BEGIN GIVEN RECORDS
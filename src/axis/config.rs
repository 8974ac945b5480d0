use std::str::FromStr;

use crate::protocol::error::ProtocolError;

/// Mutable axis settings, adjustable at runtime via `set <key> <value>`.
#[derive(Debug, Clone, PartialEq)]
pub struct AxisConfig {
    /// Emit a status report line on every tick.
    pub output: bool,
    pub min_pos: f32,
    pub max_pos: f32,
    /// Stored and settable, but not read by any algorithm.
    pub tolerance: f32,
    /// Velocity setpoint used while homing; negative drives toward the
    /// switch on a conventionally wired axis.
    pub home_speed: f32,
}

impl Default for AxisConfig {
    fn default() -> Self {
        Self {
            output: false,
            min_pos: 0.0,
            max_pos: 100.0,
            tolerance: 0.5,
            home_speed: -10.0,
        }
    }
}

/// Closed set of configuration keys, decoded once at the text boundary.
#[derive(Debug, Clone, Copy, PartialEq, Eq)]
pub enum ConfigKey {
    Output,
    MinPos,
    MaxPos,
    Tolerance,
    HomeSpeed,
}

impl FromStr for ConfigKey {
    type Err = ProtocolError;

    fn from_str(s: &str) -> Result<Self, Self::Err> {
        match s {
            "output" => Ok(ConfigKey::Output),
            "minPos" => Ok(ConfigKey::MinPos),
            "maxPos" => Ok(ConfigKey::MaxPos),
            "tolerance" => Ok(ConfigKey::Tolerance),
            "homeSpeed" => Ok(ConfigKey::HomeSpeed),
            other => Err(ProtocolError::UnknownSetting(other.to_string())),
        }
    }
}

#[cfg(test)]
mod tests {
    use super::*;

    #[test]
    fn test_defaults() {
        let config = AxisConfig::default();
        assert!(!config.output);
        assert_eq!(config.min_pos, 0.0);
        assert_eq!(config.max_pos, 100.0);
        assert_eq!(config.tolerance, 0.5);
        assert_eq!(config.home_speed, -10.0);
    }

    #[test]
    fn test_key_parsing() {
        assert_eq!("homeSpeed".parse::<ConfigKey>(), Ok(ConfigKey::HomeSpeed));
        assert_eq!("output".parse::<ConfigKey>(), Ok(ConfigKey::Output));
        assert!("homespeed".parse::<ConfigKey>().is_err());
    }
}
END GIVEN RECORDS
→ **WHAT TO PRODUCE**: Your task is to list each line of the records with the word "parse".

→ **WRITTEN ANSWER**:
        assert_eq!("homeSpeed".parse::<ConfigKey>(), Ok(ConfigKey::HomeSpeed));
        assert_eq!("output".parse::<ConfigKey>(), Ok(ConfigKey::Output));
        assert!("homespeed".parse::<ConfigKey>().is_err());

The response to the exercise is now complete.